The date to be returned for the phenotype. Can be "first", "last", or a Phenotype object.

'first'
name str

The name of the phenotype.

None

Attributes:

Name Type Description
table PhenotypeTable

The resulting phenotype table after filtering (None until execute is called)

Source code in phenex/phenotypes/computation_graph_phenotypes.py
class LogicPhenotype(ComputationGraphPhenotype):
    """
    LogicPhenotype is a composite phenotype that performs boolean operations using the **boolean** column of its component phenotypes and populations the **boolean** column of the resulting phenotype table. It should be used in any instance where multiple phenotypes are logically combined, for example, does a patient have diabetes AND hypertension, etc.

    --> See the comparison table of CompositePhenotype classes

    Parameters:
        expression: The logical expression to be evaluated composed of phenotypes combined by python arithmetic operations.
        return_date: The date to be returned for the phenotype. Can be "first", "last", or a Phenotype object.
        name: The name of the phenotype.

    Attributes:
        table (PhenotypeTable): The resulting phenotype table after filtering (None until execute is called)
    """

    def __init__(
        self,
        expression: ComputationGraph,
        return_date: Union[str, Phenotype] = "first",
        name: str = None,
        **kwargs,
    ):
        super(LogicPhenotype, self).__init__(
            name=name,
            expression=expression,
            return_date=return_date,
            operate_on="boolean",
            populate="boolean",
            reduce=True,
        )

namespaced_table property

A PhenotypeTable has generic column names 'person_id', 'boolean', 'event_date', and 'value'. The namespaced_table appends the phenotype name to all of these columns. This is useful when joining multiple phenotype tables together.

Returns:

Name Type Description
table Table

The namespaced table for the current phenotype.

_coalesce_all_date_columns(table)

ComputationGraphPhenotypes have multiple possible date columns. To work with these date columns, which may be null, we perform a coalesce operation for each date column, which allows operations such as 'least' and 'greatest' to work correctly.

Parameters:

Name Type Description Default
table

The Ibis table object (e.g., joined_table).

required

Returns:

Type Description

Ibis expression representing the COALESCE of the columns.

Source code in phenex/phenotypes/computation_graph_phenotypes.py
def _coalesce_all_date_columns(self, table):
    """
    ComputationGraphPhenotypes have multiple possible date columns. To work with these date columns, which may be null, we perform a coalesce operation for each date column, which allows operations such as 'least' and 'greatest' to work correctly.

    Args:
        table: The Ibis table object (e.g., joined_table).

    Returns:
        Ibis expression representing the COALESCE of the columns.
    """
    coalesce_expressions = []

    names = [col for col in table.columns if "EVENT_DATE" in col]

    for i in range(len(names)):
        rotated_names = names[i:] + names[:i]
        coalesce_expr = ibis.coalesce(
            *(getattr(table, col) for col in rotated_names)
        )
        coalesce_expressions.append(coalesce_expr)

    return coalesce_expressions

_execute(tables)

Executes the score phenotype processing logic.

Parameters:

Name Type Description Default
tables Dict[str, Table]

A dictionary where the keys are table names and the values are Table objects.

required

Returns:

Name Type Description
PhenotypeTable PhenotypeTable

The resulting phenotype table containing the required columns.

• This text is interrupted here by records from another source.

// src/app/worker.rs: the movie store lives on its own thread
use std::sync::mpsc::{self, Receiver, Sender};

use tracing::{debug, info, warn};

use crate::app::storage::KeyValueStore;
use crate::app::store::MovieStore;
use crate::app::tmdb::CatalogApi;
use crate::app::types::{StoreCmd, StoreMsg};

/// Spawn the store thread. Commands run one at a time, in order, so no two
/// catalog requests are ever in flight together.
pub fn spawn_store_worker<S, A>(storage: S, api: A) -> (Sender<StoreCmd>, Receiver<StoreMsg>)
where
    S: KeyValueStore + Send + 'static,
    A: CatalogApi + Send + 'static,
{
    let (cmd_tx, cmd_rx) = mpsc::channel::<StoreCmd>();
    let (msg_tx, msg_rx) = mpsc::channel::<StoreMsg>();

    std::thread::Builder::new()
        .name("movie-store".into())
        .spawn(move || {
            let mut store = MovieStore::load(storage);
            let _ = msg_tx.send(StoreMsg::Catalog(store.view()));

            while let Ok(cmd) = cmd_rx.recv() {
                for msg in run_command(&mut store, &api, cmd) {
                    if msg_tx.send(msg).is_err() {
                        debug!("ui gone; store thread exiting");
                        return;
                    }
                }
            }
            info!("store thread finished");
        })
        .map_err(|e| warn!("failed to spawn store thread: {e}"))
        .ok();

    (cmd_tx, msg_rx)
}

/// Apply one command and report what changed.
pub(crate) fn run_command<S: KeyValueStore>(
    store: &mut MovieStore<S>,
    api: &dyn CatalogApi,
    cmd: StoreCmd,
) -> Vec<StoreMsg> {
    let mut out = Vec::new();
    store.last_error = None;
    match cmd {
        StoreCmd::LoadGenres => {
            if let Err(e) = store.fetch_movie_genres(api) {
                out.push(StoreMsg::Error(format!("Could not load genres: {e}")));
            }
        }
        StoreCmd::LoadNextPage => {
            store.fetch_popular_movies(api);
            if let Some(e) = store.last_error.clone() {
                out.push(StoreMsg::ListError(format!("Could not load movies: {e}")));
            }
        }
        StoreCmd::Search(query) => {
            match store.set_search_query(&query) {
                Ok(()) => store.fetch_popular_movies(api),
                Err(e) => out.push(StoreMsg::Error(format!("Search failed: {e}"))),
            }
            if let Some(e) = store.last_error.clone() {
                out.push(StoreMsg::ListError(format!("Could not load movies: {e}")));
            }
        }
        StoreCmd::ToggleGenre(id) => {
            if let Err(e) = store.toggle_genre(id) {
                out.push(StoreMsg::Error(format!("Could not save genre filter: {e}")));
            }
        }
        StoreCmd::ClearGenres => {
            if let Err(e) = store.clear_genre_filter() {
                out.push(StoreMsg::Error(format!("Could not save genre filter: {e}")));
            }
        }
        StoreCmd::OpenMovie(id) => {
            return match store.open_movie(api, id) {
                Ok(()) => vec![StoreMsg::Movie(id, store.individual_movie.clone())],
                Err(e) => vec![StoreMsg::MovieError(id, format!("Could not load movie {id}: {e}"))],
            };
        }
    }
    out.push(StoreMsg::Catalog(store.view()));
    out
}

Source code in phenex/phenotypes/computation_graph_phenotypes.py
def _execute(self, tables: Dict[str, Table]) -> PhenotypeTable:
    """
    Executes the score phenotype processing logic.

    Args:
        tables (Dict[str, Table]): A dictionary where the keys are table names and the values are Table objects.

    Returns:
        PhenotypeTable: The resulting phenotype table containing the required columns.
    """
    joined_table = hstack(self.children, tables["PERSON"].select("PERSON_ID"))

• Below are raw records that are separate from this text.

//! Recurrence expansion -- turns a daily/weekly rule into concrete occurrences.
//!
//! Expansion always runs in a single fixed-offset zone supplied by the caller.
//! Inputs may carry any offset; they are converted into that zone before the
//! walk, and every emitted occurrence is reported in it. Open-ended expansion
//! is refused: either the rule or the caller must supply an upper bound.

use std::fmt;
use std::str::FromStr;

use chrono::{DateTime, Datelike, Duration, FixedOffset, Weekday};
use serde::{Deserialize, Serialize};

use crate::error::{EngineError, Result};
use crate::window::at_local_time;

/// How often a rule repeats.
#[derive(Debug, Clone, Copy, PartialEq, Eq, Hash, Serialize, Deserialize)]
#[serde(try_from = "String", into = "String")]
pub enum Frequency {
    /// Every day, optionally filtered by the rule's weekday set.
    Daily,
    /// Only on the weekdays in the rule's set.
    Weekly,
}

impl Frequency {
    pub fn as_str(&self) -> &'static str {
        match self {
            Frequency::Daily => "daily",
            Frequency::Weekly => "weekly",
        }
    }

    /// Whether a day with the given weekday produces an occurrence.
    ///
    /// A daily rule with an empty set fires every day; a non-empty set filters
    /// it exactly like a weekly rule. A weekly rule with an empty set never fires.
    pub fn includes(&self, weekdays: WeekdaySet, day: Weekday) -> bool {
        match self {
            Frequency::Daily => weekdays.is_empty() || weekdays.contains(day),
            Frequency::Weekly => weekdays.contains(day),
        }
    }
}

impl fmt::Display for Frequency {
    fn fmt(&self, f: &mut fmt::Formatter<'_>) -> fmt::Result {
        f.write_str(self.as_str())
    }
}

impl FromStr for Frequency {
    type Err = EngineError;

    fn from_str(s: &str) -> Result<Self> {
        match s.trim().to_ascii_lowercase().as_str() {
            "daily" => Ok(Frequency::Daily),
            "weekly" => Ok(Frequency::Weekly),
            _ => Err(EngineError::InvalidFrequency(s.to_string())),
        }
    }
}

impl TryFrom<String> for Frequency {
    type Error = EngineError;

    fn try_from(value: String) -> Result<Self> {
        value.parse()
    }
}

impl From<Frequency> for String {
    fn from(value: Frequency) -> Self {
        value.as_str().to_string()
    }
}

const WEEK: [Weekday; 7] = [
    Weekday::Mon,
    Weekday::Tue,
    Weekday::Wed,
    Weekday::Thu,
    Weekday::Fri,
    Weekday::Sat,
    Weekday::Sun,
];

/// A set of weekdays stored as a 7-bit mask (bit 0 = Monday).
#[derive(Debug, Clone, Copy, PartialEq, Eq, Hash, Default, Serialize, Deserialize)]
#[serde(from = "Vec<Weekday>", into = "Vec<Weekday>")]
pub struct WeekdaySet(u8);

impl WeekdaySet {
    pub const EMPTY: WeekdaySet = WeekdaySet(0);
    pub const ALL: WeekdaySet = WeekdaySet(0b111_1111);
    /// Monday through Friday.
    pub const WEEKDAYS: WeekdaySet = WeekdaySet(0b001_1111);

    fn bit(day: Weekday) -> u8 {
        1 << day.num_days_from_monday()
    }

    pub fn contains(&self, day: Weekday) -> bool {
        self.0 & Self::bit(day) != 0
    }

    /// Adds `day`; returns `true` if it was not already present.
    pub fn insert(&mut self, day: Weekday) -> bool {
        let absent = !self.contains(day);
        self.0 |= Self::bit(day);
        absent
    }

    /// Removes `day`; returns `true` if it was present.
    pub fn remove(&mut self, day: Weekday) -> bool {
        let present = self.contains(day);
        self.0 &= !Self::bit(day);
        present
    }

    pub fn is_empty(&self) -> bool {
        self.0 == 0
    }

    pub fn len(&self) -> usize {
        self.0.count_ones() as usize
    }

    /// Weekdays in the set, Monday first.
    pub fn iter(&self) -> impl Iterator<Item = Weekday> + '_ {
        WEEK.into_iter().filter(move |day| self.contains(*day))
    }
}

impl FromIterator<Weekday> for WeekdaySet {
    fn from_iter<I: IntoIterator<Item = Weekday>>(iter: I) -> Self {
        let mut set = WeekdaySet::EMPTY;
        for day in iter {
            set.insert(day);
        }
        set
    }
}

impl From<Vec<Weekday>> for WeekdaySet {
    fn from(days: Vec<Weekday>) -> Self {
        days.into_iter().collect()
    }
}

impl From<WeekdaySet> for Vec<Weekday> {
    fn from(set: WeekdaySet) -> Self {
        set.iter().collect()
    }
}

/// A repetition rule attached to a schedule.
#[derive(Debug, Clone, PartialEq, Eq, Serialize, Deserialize)]
pub struct RecurrenceRule {
    pub id: String,
    pub owner_schedule_id: String,
    pub frequency: Frequency,
    #[serde(default)]
    pub weekdays: WeekdaySet,
    pub starts_on: DateTime<FixedOffset>,
    #[serde(default)]
    pub ends_on: Option<DateTime<FixedOffset>>,
}

impl RecurrenceRule {
    /// Build a rule, checking that `ends_on` (when present) is not before `starts_on`.
    pub fn new(
        id: impl Into<String>,
        owner_schedule_id: impl Into<String>,
        frequency: Frequency,
        weekdays: WeekdaySet,
        starts_on: DateTime<FixedOffset>,
        ends_on: Option<DateTime<FixedOffset>>,
    ) -> Result<Self> {
        if let Some(end) = ends_on {
            if end < starts_on {
                return Err(EngineError::InvalidInterval);
            }
        }
        Ok(Self {
            id: id.into(),
            owner_schedule_id: owner_schedule_id.into(),
            frequency,
            weekdays,
            starts_on,
            ends_on,
        })
    }
}

/// One concrete instance of a recurring schedule.
#[derive(Debug, Clone, PartialEq, Eq, Serialize, Deserialize)]
pub struct Occurrence {
    pub owner_schedule_id: String,
    pub rule_id: String,
    pub start: DateTime<FixedOffset>,
    pub end: DateTime<FixedOffset>,
}

/// Optional caller-side window that narrows the rule's own bounds.
#[derive(Debug, Clone, Copy, Default, PartialEq, Eq, Serialize, Deserialize)]
pub struct ExpansionOptions {
    #[serde(default)]
    pub range_start: Option<DateTime<FixedOffset>>,
    #[serde(default)]
    pub range_end: Option<DateTime<FixedOffset>>,
}

impl ExpansionOptions {
    pub fn between(start: DateTime<FixedOffset>, end: DateTime<FixedOffset>) -> Self {
        Self {
            range_start: Some(start),
            range_end: Some(end),
        }
    }
}

/// Expand `rule` into the occurrences whose start lies in
/// `[max(starts_on, range_start), min(ends_on, range_end)]`.
///
/// Each occurrence keeps the time of day of `base_start` (as seen in `zone`)
/// and lasts `base_end - base_start`. At most one occurrence is produced per
/// calendar day, in strictly ascending order.
///
/// # Arguments
/// - `rule` -- the repetition rule; its ids tag every occurrence
/// - `base_start`, `base_end` -- the owning schedule's first instance
/// - `options` -- optional range narrowing the rule's bounds
/// - `zone` -- the fixed-offset zone used for calendar math and output
///
/// # Errors
/// Returns `EngineError::InvalidDuration` if `base_end <= base_start`.
/// Returns `EngineError::UnboundedWindow` if neither `rule.ends_on` nor
/// `options.range_end` is set.
#[tracing::instrument(skip_all, fields(rule_id = %rule.id, owner = %rule.owner_schedule_id))]
pub fn generate_occurrences(
    rule: &RecurrenceRule,
    base_start: DateTime<FixedOffset>,
    base_end: DateTime<FixedOffset>,
    options: &ExpansionOptions,
    zone: FixedOffset,
) -> Result<Vec<Occurrence>> {
    let base_start = base_start.with_timezone(&zone);
    let base_end = base_end.with_timezone(&zone);

    let duration = base_end - base_start;
    if duration <= Duration::zero() {
        return Err(EngineError::InvalidDuration);
    }

    let upper = match (rule.ends_on, options.range_end) {
        (Some(ends_on), Some(range_end)) => ends_on.min(range_end),
        (Some(bound), None) | (None, Some(bound)) => bound,
        (None, None) => return Err(EngineError::UnboundedWindow),
    }
    .with_timezone(&zone);

    let lower = match options.range_start {
        Some(range_start) => rule.starts_on.max(range_start),
        None => rule.starts_on,
    }
    .with_timezone(&zone);

    if lower > upper || (rule.frequency == Frequency::Weekly && rule.weekdays.is_empty()) {
        tracing::debug!(%lower, %upper, "empty expansion window");
        return Ok(Vec::new());
    }

    let time_of_day = base_start.time();
    let last_day = upper.date_naive();
    let mut day = lower.date_naive();
    let mut occurrences = Vec::new();

    while day <= last_day {
        if rule.frequency.includes(rule.weekdays, day.weekday()) {
            let start = at_local_time(day, time_of_day, zone)?;
            // The first and last day may hold a candidate outside the bounds.
            if start >= lower && start <= upper {
                let end = start
                    .checked_add_signed(duration)
                    .ok_or(EngineError::OutOfRange)?;
                occurrences.push(Occurrence {
                    owner_schedule_id: rule.owner_schedule_id.clone(),
                    rule_id: rule.id.clone(),
                    start,
                    end,
                });
            }
        }

        day = match day.succ_opt() {
            Some(next) => next,
            None => break,
        };
    }

    tracing::debug!(count = occurrences.len(), "expanded recurrence rule");
    Ok(occurrences)
}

    if self.populate == "value" and self.operate_on == "boolean":
        for child in self.children:
            column_name = f"{child.name}_BOOLEAN"
            joined_table = joined_table.mutate(
                **{column_name: joined_table[column_name].cast(float)}
            )

    if self.populate == "value":
        _expression = self.expression.get_value_expression(
            joined_table, operate_on=self.operate_on
        )
        joined_table = joined_table.mutate(VALUE=_expression)
        # Arithmetic operations imply a boolean 'and' of children i.e. child1 + child two implies child1 and child2. if there are any null values in value calculations this is because one of the children is null, so we filter them out as the implied boolean condition is not met.
        joined_table = joined_table.filter(joined_table["VALUE"].notnull())

    elif self.populate == "boolean":
        _expression = self.expression.get_boolean_expression(
            joined_table, operate_on=self.operate_on
        )
        joined_table = joined_table.mutate(BOOLEAN=_expression)

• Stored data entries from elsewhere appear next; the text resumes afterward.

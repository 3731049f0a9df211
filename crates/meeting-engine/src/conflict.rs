//! Detect double bookings between schedules.
//!
//! Two schedules conflict when their time ranges overlap AND they share at
//! least one participant or the same room. Ranges are half-open, so a meeting
//! that ends exactly when another starts is NOT a conflict.

use std::collections::BTreeSet;

use chrono::{DateTime, FixedOffset};
use serde::{Deserialize, Serialize};

use crate::error::Result;
use crate::window::TimeInterval;

/// The conflict-relevant view of a schedule.
#[derive(Debug, Clone, PartialEq, Eq, Serialize, Deserialize)]
pub struct Schedule {
    pub id: String,
    #[serde(default)]
    pub participant_ids: BTreeSet<String>,
    #[serde(default)]
    pub room_id: Option<String>,
    pub start: DateTime<FixedOffset>,
    pub end: DateTime<FixedOffset>,
}

impl Schedule {
    /// A schedule with no participants and no room.
    ///
    /// # Errors
    /// Returns `EngineError::InvalidInterval` if `start >= end`.
    pub fn new(
        id: impl Into<String>,
        start: DateTime<FixedOffset>,
        end: DateTime<FixedOffset>,
    ) -> Result<Self> {
        let interval = TimeInterval::new(start, end)?;
        Ok(Self {
            id: id.into(),
            participant_ids: BTreeSet::new(),
            room_id: None,
            start: interval.start,
            end: interval.end,
        })
    }

    pub fn with_participants<I, S>(mut self, participants: I) -> Self
    where
        I: IntoIterator<Item = S>,
        S: Into<String>,
    {
        self.participant_ids
            .extend(participants.into_iter().map(Into::into));
        self
    }

    pub fn with_room(mut self, room_id: impl Into<String>) -> Self {
        self.room_id = Some(room_id.into());
        self
    }

    pub fn interval(&self) -> TimeInterval {
        TimeInterval {
            start: self.start,
            end: self.end,
        }
    }

    pub fn overlaps(&self, other: &Schedule) -> bool {
        self.interval().overlaps(&other.interval())
    }
}

/// What the two schedules have in common.
#[derive(Debug, Clone, Copy, PartialEq, Eq, Hash, Serialize, Deserialize)]
#[serde(rename_all = "snake_case")]
pub enum ConflictKind {
    Participant,
    Room,
}

/// A detected double booking against another schedule.
#[derive(Debug, Clone, PartialEq, Eq, Hash, Serialize, Deserialize)]
pub struct Conflict {
    pub with_schedule_id: String,
    #[serde(rename = "type")]
    pub kind: ConflictKind,
    #[serde(default, skip_serializing_if = "Option::is_none")]
    pub participant_id: Option<String>,
    #[serde(default, skip_serializing_if = "Option::is_none")]
    pub room_id: Option<String>,
}

impl Conflict {
    pub fn participant(with_schedule_id: impl Into<String>, participant_id: impl Into<String>) -> Self {
        Self {
            with_schedule_id: with_schedule_id.into(),
            kind: ConflictKind::Participant,
            participant_id: Some(participant_id.into()),
            room_id: None,
        }
    }

    pub fn room(with_schedule_id: impl Into<String>, room_id: impl Into<String>) -> Self {
        Self {
            with_schedule_id: with_schedule_id.into(),
            kind: ConflictKind::Room,
            participant_id: None,
            room_id: Some(room_id.into()),
        }
    }
}

/// A conflict found inside a list, attributed to one of the pair.
#[derive(Debug, Clone, PartialEq, Eq, Serialize, Deserialize)]
pub struct ScheduleWarning {
    pub schedule_id: String,
    pub conflict: Conflict,
}

/// Find every conflict between `candidate` and the `existing` schedules.
///
/// Conflicts follow the order of `existing`. For each overlapping schedule,
/// one participant conflict is emitted per shared participant (in participant
/// id order), followed by at most one room conflict. An entry with the same id
/// as the candidate is skipped, so update flows may pass the stored copy.
pub fn detect_conflicts(existing: &[Schedule], candidate: &Schedule) -> Vec<Conflict> {
    let mut conflicts = Vec::new();

    for other in existing {
        if other.id == candidate.id {
            continue;
        }
        collect_pair(other, candidate, &mut conflicts);
    }

    if !conflicts.is_empty() {
        tracing::debug!(
            candidate = %candidate.id,
            count = conflicts.len(),
            "schedule conflicts detected"
        );
    }
    conflicts
}

/// Check every unordered pair in `schedules` (`i < j`) once.
///
/// Each conflict is attributed to `schedules[i]` and names `schedules[j]` in
/// `with_schedule_id`. Runs in O(n²); meant for one page of list results.
pub fn detect_conflicts_among(schedules: &[Schedule]) -> Vec<ScheduleWarning> {
    let mut warnings = Vec::new();
    let mut scratch = Vec::new();

    for (i, first) in schedules.iter().enumerate() {
        for second in &schedules[i + 1..] {
            if first.id == second.id {
                continue;
            }
            collect_pair(second, first, &mut scratch);
            warnings.extend(scratch.drain(..).map(|conflict| ScheduleWarning {
                schedule_id: first.id.clone(),
                conflict,
            }));
        }
    }

    warnings
}

/// Push the conflicts `candidate` has with `other`, tagged with `other.id`.
fn collect_pair(other: &Schedule, candidate: &Schedule, out: &mut Vec<Conflict>) {
    if !other.overlaps(candidate) {
        return;
    }

    for participant in other.participant_ids.intersection(&candidate.participant_ids) {
        out.push(Conflict::participant(other.id.as_str(), participant.as_str()));
    }

    if let (Some(a), Some(b)) = (&other.room_id, &candidate.room_id) {
        if a == b {
            out.push(Conflict::room(other.id.as_str(), a.as_str()));
        }
    }
}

    # Return the first or last event date
    date_columns = self._coalesce_all_date_columns(joined_table)
    if self.return_date == "first":
        joined_table = joined_table.mutate(EVENT_DATE=ibis.least(*date_columns))
    elif self.return_date == "last":
        joined_table = joined_table.mutate(EVENT_DATE=ibis.greatest(*date_columns))
    elif self.return_date == "all":
        joined_table = self._return_all_dates(joined_table, date_columns)
    elif isinstance(self.return_date, Phenotype):
        joined_table = joined_table.mutate(
            EVENT_DATE=getattr(joined_table, f"{self.return_date.name}_EVENT_DATE")
        )
    else:
        joined_table = joined_table.mutate(EVENT_DATE=ibis.null(date))

    # Reduce the table to only include rows where the boolean column is True
    if self.reduce:
        joined_table = joined_table.filter(joined_table.BOOLEAN == True)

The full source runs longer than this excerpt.